Once the portable install works, run the following command to list all the dynamic dependencies the Magick executable is referencing.
ldd squashfs-root/usr/bin/magick
The output should look something like this:
... libxml2.so.2 => /squashfs-root/usr/bin/./../lib/libxml2.so.2 (0x00007f06c32a4000) libz.so.1 => /lib64/libz.so.1 (0x00007f06c328a000) ...
Find all the .so files not in the squashfs-root directory and copy them to a directory because we need to put them in the Wand Lambda Layer.
For these .so files to get referenced correctly, they need to exist in one of the paths listed under the
LD_LIBRARY_PATH environment variable.
As of the time of writing this, the LD_LIBRARY_PATH variable in a Python Lambda looks like this:
/var/lang/lib:/lib64:/usr/lib64:/var/runtime:/var/runtime/lib:/var/task:/var/task/lib:/opt/lib
Lucky for us, it has /opt/lib at the end.
Python Lambda Layers get extracted under the /opt directory, which means we can extract files into the /opt/lib directory by putting them in the /lib directory in our Lambda Layer.
Lastly, set the MAGICK_HOME environment variable to where your extracted AppImage is given the EFS mount point.
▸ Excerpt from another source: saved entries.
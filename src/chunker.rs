//! Fixed-size overlapping text windows.

use crate::error::{RagError, Result};
use bincode::{Decode, Encode};
use serde::{Deserialize, Serialize};

/// Configuration for text chunking.
#[derive(Debug, Clone, Copy, PartialEq, Eq)]
pub struct ChunkConfig {
    /// Characters per chunk.
    pub chunk_size: usize,
    /// Characters shared with the previous chunk.
    pub chunk_overlap: usize,
}

impl Default for ChunkConfig {
    fn default() -> Self {
        Self {
            chunk_size: 1000,
            chunk_overlap: 200,
        }
    }
}

impl ChunkConfig {
    pub fn new(chunk_size: usize, chunk_overlap: usize) -> Self {
        Self {
            chunk_size,
            chunk_overlap,
        }
    }

    /// Distance between consecutive chunk starts, or an error when it is not positive.
    pub fn stride(&self) -> Result<usize> {
        if self.chunk_size == 0 || self.chunk_overlap >= self.chunk_size {
            return Err(RagError::InvalidChunkConfig {
                size: self.chunk_size,
                overlap: self.chunk_overlap,
            });
        }
        Ok(self.chunk_size - self.chunk_overlap)
    }
}

/// A contiguous window of the source document.
#[derive(Debug, Clone, PartialEq, Eq, Serialize, Deserialize, Encode, Decode)]
pub struct Chunk {
    /// Position in the chunk list.
    pub index: usize,
    /// Character offset of the first character in the full text.
    pub start: usize,
    /// Chunk text.
    pub text: String,
}

impl Chunk {
    /// Length in characters.
    pub fn len(&self) -> usize {
        self.text.chars().count()
    }

    pub fn is_empty(&self) -> bool {
        self.text.is_empty()
    }
}

/// Slide a window of `chunk_size` characters over `text` with stride
/// `chunk_size - chunk_overlap`, starting at 0 and continuing while the start
/// offset is inside the text. The last chunk may be shorter.
///
/// Offsets count characters, not bytes.
pub fn chunk_text(text: &str, config: &ChunkConfig) -> Result<Vec<Chunk>> {
    let stride = config.stride()?;
    let chars: Vec<char> = text.chars().collect();

    let chunks = (0..chars.len())
        .step_by(stride)
        .enumerate()
        .map(|(index, start)| {
            let end = (start + config.chunk_size).min(chars.len());
            Chunk {
                index,
                start,
                text: chars[start..end].iter().collect(),
            }
        })
        .collect();

    Ok(chunks)
}
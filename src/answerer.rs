//! Answer generation from retrieved context.

use crate::error::Result;
use crate::llm::{GenerationService, Prompts};
use tracing::debug;

/// Builds the grounded prompt and makes one generation call per question.
pub struct Answerer<'a, G> {
    generator: &'a G,
    prompts: Prompts,
}

impl<'a, G: GenerationService> Answerer<'a, G> {
    pub fn new(generator: &'a G, prompts: Prompts) -> Self {
        Self { generator, prompts }
    }

    /// Instruction, concatenated context in retrieval order, then the question.
    pub fn build_prompt(&self, question: &str, context: &[String]) -> String {
        self.prompts.answer(context, question)
    }

    /// Return the model's response verbatim.
    pub async fn answer(&self, question: &str, context: &[String]) -> Result<String> {
        let prompt = self.build_prompt(question, context);
        debug!(
            context_chunks = context.len(),
            prompt_chars = prompt.len(),
            "generating answer"
        );
        self.generator.generate(&prompt).await
    }
}
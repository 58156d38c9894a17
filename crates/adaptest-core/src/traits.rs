//! Collaborator traits.
//!
//! The core consumes a clock, an identity generator and question lookup, and
//! hands its results to persistence through the store traits. Hosts own the
//! implementations; `adaptest-store` ships in-memory ones.

use chrono::{DateTime, Utc};

use crate::error::AssessmentError;
use crate::model::{LevelRecord, Question, RecommendationSet};
use crate::session::PlacementSession;

// ---------------------------------------------------------------------------
// Clock and identities
// ---------------------------------------------------------------------------

/// Source of the current time for expiry and eligibility windows.
pub trait Clock: Send + Sync {
    fn now(&self) -> DateTime<Utc>;
}

/// Wall-clock time.
#[derive(Debug, Clone, Copy, Default)]
pub struct SystemClock;

impl Clock for SystemClock {
    fn now(&self) -> DateTime<Utc> {
        Utc::now()
    }
}

/// Produces opaque, collision-resistant identities.
pub trait IdentityGenerator: Send + Sync {
    fn next_id(&self) -> String;
}

/// Random v4 UUIDs.
#[derive(Debug, Clone, Copy, Default)]
pub struct UuidGenerator;

impl IdentityGenerator for UuidGenerator {
    fn next_id(&self) -> String {
        uuid::Uuid::new_v4().to_string()
    }
}

// ---------------------------------------------------------------------------
// Question lookup
// ---------------------------------------------------------------------------

/// Read access to a question bank.
pub trait QuestionSource {
    /// Look up a question by identity.
    fn question(&self, id: &str) -> Option<&Question>;

    /// All questions, in bank order.
    fn questions(&self) -> Box<dyn Iterator<Item = &Question> + '_>;
}

// ---------------------------------------------------------------------------
// Persistence boundary
// ---------------------------------------------------------------------------

/// Closure applied to a stored session under the store's per-session lock.
pub type SessionUpdate<'a> =
    &'a mut dyn FnMut(&mut PlacementSession) -> Result<(), AssessmentError>;

/// Storage for placement sessions.
///
/// `update` must be atomic per session id: the closure observes and mutates
/// the stored value without interleaving writers. Expired sessions may still
/// be returned until the store physically removes them.
pub trait SessionStore: Send + Sync {
    /// Insert a new session. Fails if the id is already taken.
    fn insert(&self, session: PlacementSession) -> Result<(), AssessmentError>;

    fn get(&self, id: &str) -> Option<PlacementSession>;

    /// Apply `f` to the stored session and return the updated copy.
    /// Nothing is written when `f` fails. `f` may run more than once, each
    /// time against a fresh copy of the stored value.
    fn update(&self, id: &str, f: SessionUpdate<'_>) -> Result<PlacementSession, AssessmentError>;

    fn remove(&self, id: &str) -> Option<PlacementSession>;

    /// Drop finalized sessions and sessions expired at `now`. Returns how
    /// many were removed.
    fn purge(&self, now: DateTime<Utc>) -> usize;
}

/// Append-only level history.
pub trait LevelLog: Send + Sync {
    fn append(&self, record: LevelRecord);

    /// The record with the latest `created_at` for a subject.
    fn latest(&self, subject_id: &str) -> Option<LevelRecord>;

    fn history(&self, subject_id: &str) -> Vec<LevelRecord>;
}

/// Holds the single current recommendation set per subject.
pub trait RecommendationStore: Send + Sync {
    /// Replace the subject's current set (last write wins).
    fn replace(&self, set: RecommendationSet);

    fn current(&self, subject_id: &str) -> Option<RecommendationSet>;
}
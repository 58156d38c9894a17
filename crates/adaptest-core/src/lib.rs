//! adaptest-core: Grading, level classification, and recommendation engine.
//!
//! This crate defines the data model, the pure assessment components, the
//! collaborator traits a host implements, and the engine that ties them
//! together at the host boundary.

pub mod bank;
pub mod engine;
pub mod error;
pub mod grader;
pub mod level;
pub mod model;
pub mod parser;
pub mod profile;
pub mod recommend;
pub mod retest;
pub mod scoring;
pub mod session;
pub mod traits;

pub use error::AssessmentError;
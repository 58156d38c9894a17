//! Placement sessions.
//!
//! An anonymous learner's registration data is parked in a time-bounded
//! session while they take the placement assessment. The session receives
//! the assessment result once and is consumed once when registration is
//! finalized.

use std::sync::Arc;

use chrono::{DateTime, Duration, Utc};
use serde::de::DeserializeOwned;
use serde::{Deserialize, Serialize};

use crate::error::AssessmentError;
use crate::model::{GradeBand, Level, TopicProfile};
use crate::traits::{Clock, IdentityGenerator, SessionStore};

/// Default lifetime of a placement session.
pub fn default_session_ttl() -> Duration {
    Duration::hours(24)
}

/// Opaque registration data, returned byte-for-byte on finalize.
#[derive(Debug, Clone, PartialEq, Eq, Serialize, Deserialize)]
pub struct RegistrationPayload(Vec<u8>);

impl RegistrationPayload {
    pub fn new(bytes: impl Into<Vec<u8>>) -> Self {
        Self(bytes.into())
    }

    pub fn from_json<T: Serialize>(value: &T) -> serde_json::Result<Self> {
        serde_json::to_vec(value).map(Self)
    }

    pub fn parse_json<T: DeserializeOwned>(&self) -> serde_json::Result<T> {
        serde_json::from_slice(&self.0)
    }

    pub fn as_bytes(&self) -> &[u8] {
        &self.0
    }
}

/// Placement outcome stored in the session.
#[derive(Debug, Clone, PartialEq, Serialize, Deserialize)]
pub struct PlacementResult {
    pub level: Level,
    pub score_percent: f64,
    pub topics_profile: TopicProfile,
    #[serde(default)]
    pub weak_topics: Vec<String>,
}

#[derive(Debug, Clone, Copy, PartialEq, Eq, Serialize, Deserialize)]
#[serde(rename_all = "lowercase")]
pub enum SessionStatus {
    Open,
    Finalized,
}

/// A stored placement session.
#[derive(Debug, Clone, Serialize, Deserialize)]
pub struct PlacementSession {
    pub id: String,
    /// Grade band the learner registered for; levels the placement result.
    pub grade: GradeBand,
    /// Never mutated after creation.
    pub registration: RegistrationPayload,
    #[serde(default)]
    pub result: Option<PlacementResult>,
    pub status: SessionStatus,
    pub created_at: DateTime<Utc>,
    pub expires_at: DateTime<Utc>,
}

impl PlacementSession {
    pub fn is_expired(&self, now: DateTime<Utc>) -> bool {
        now >= self.expires_at
    }
}

/// What `finalize` hands back for account creation.
#[derive(Debug, Clone, PartialEq)]
pub struct FinalizedPlacement {
    pub session_id: String,
    pub grade: GradeBand,
    pub registration: RegistrationPayload,
    pub result: Option<PlacementResult>,
}

/// Placement session lifecycle over a [`SessionStore`].
///
/// Every read re-checks `now < expires_at`; the store is not trusted to
/// have deleted expired sessions yet.
pub struct PlacementSessions {
    store: Arc<dyn SessionStore>,
    clock: Arc<dyn Clock>,
    ids: Arc<dyn IdentityGenerator>,
    ttl: Duration,
}

impl PlacementSessions {
    pub fn new(
        store: Arc<dyn SessionStore>,
        clock: Arc<dyn Clock>,
        ids: Arc<dyn IdentityGenerator>,
    ) -> Self {
        Self {
            store,
            clock,
            ids,
            ttl: default_session_ttl(),
        }
    }

    pub fn with_ttl(mut self, ttl: Duration) -> Self {
        self.ttl = ttl;
        self
    }

    /// Open a session for an anonymous learner and return its id.
    pub fn create(
        &self,
        grade: GradeBand,
        registration: RegistrationPayload,
    ) -> Result<String, AssessmentError> {
        let now = self.clock.now();
        let id = self.ids.next_id();
        self.store.insert(PlacementSession {
            id: id.clone(),
            grade,
            registration,
            result: None,
            status: SessionStatus::Open,
            created_at: now,
            expires_at: now
                .checked_add_signed(self.ttl)
                .unwrap_or(DateTime::<Utc>::MAX_UTC),
        })?;
        tracing::info!("placement session created: {id} (grade {grade})");
        Ok(id)
    }

    /// Fetch a live, open session.
    pub fn get(&self, id: &str) -> Result<PlacementSession, AssessmentError> {
        let now = self.clock.now();
        let session = self
            .store
            .get(id)
            .ok_or_else(|| AssessmentError::SessionNotFound(id.to_string()))?;
        check_open(&session, now)?;
        Ok(session)
    }

    /// Attach the placement result. Allowed once per session.
    pub fn record_assessment_result(
        &self,
        id: &str,
        result: PlacementResult,
    ) -> Result<PlacementSession, AssessmentError> {
        let now = self.clock.now();
        let level = result.level;
        let updated = self.store.update(id, &mut |session: &mut PlacementSession| {
            check_open(session, now)?;
            if session.result.is_some() {
                return Err(AssessmentError::ResultAlreadyRecorded(session.id.clone()));
            }
            session.result = Some(result.clone());
            Ok(())
        })?;
        tracing::info!("placement session {id} assessed at {level}");
        Ok(updated)
    }

    /// Consume the session, returning the original registration payload.
    ///
    /// The session is marked finalized atomically, then removed. A repeated
    /// call fails with `AlreadyFinalized` while the store still holds the
    /// session and with `SessionNotFound` after it is gone.
    pub fn finalize(&self, id: &str) -> Result<FinalizedPlacement, AssessmentError> {
        let now = self.clock.now();
        let session = self.store.update(id, &mut |session: &mut PlacementSession| {
            check_open(session, now)?;
            session.status = SessionStatus::Finalized;
            Ok(())
        })?;
        self.store.remove(id);
        tracing::info!("placement session finalized: {id}");

        Ok(FinalizedPlacement {
            session_id: session.id,
            grade: session.grade,
            registration: session.registration,
            result: session.result,
        })
    }

    /// Ask the store to drop expired and finalized sessions.
    pub fn purge_expired(&self) -> usize {
        let removed = self.store.purge(self.clock.now());
        if removed > 0 {
            tracing::debug!("purged {removed} placement sessions");
        }
        removed
    }
}

fn check_open(session: &PlacementSession, now: DateTime<Utc>) -> Result<(), AssessmentError> {
    if session.is_expired(now) {
        return Err(AssessmentError::SessionNotFound(session.id.clone()));
    }
    if session.status == SessionStatus::Finalized {
        return Err(AssessmentError::AlreadyFinalized(session.id.clone()));
    }
    Ok(())
}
Mine looked like this:
MAGICK_HOME=/mnt/efs/squashfs-root/usr
Other ways
I know the entire portable installation can live in a Lambda Layer; it fits within the 250Mb limit. I went with the EFS route because it worked first, and I don't need to do this extraction or process often. I've also seen where people automate the creation of such Layers using a Docker container running Amazon Linux.
Final Remarks
This was a long process, but I learned a lot. I wish I knew what AppImages were; it would've saved me a few days.
Sorry for the inconsistent code highlighting; it seems that Blogstatic, where this blog is hosted, is using highlight.js's automatic language detection, which is inconsistent for some reason.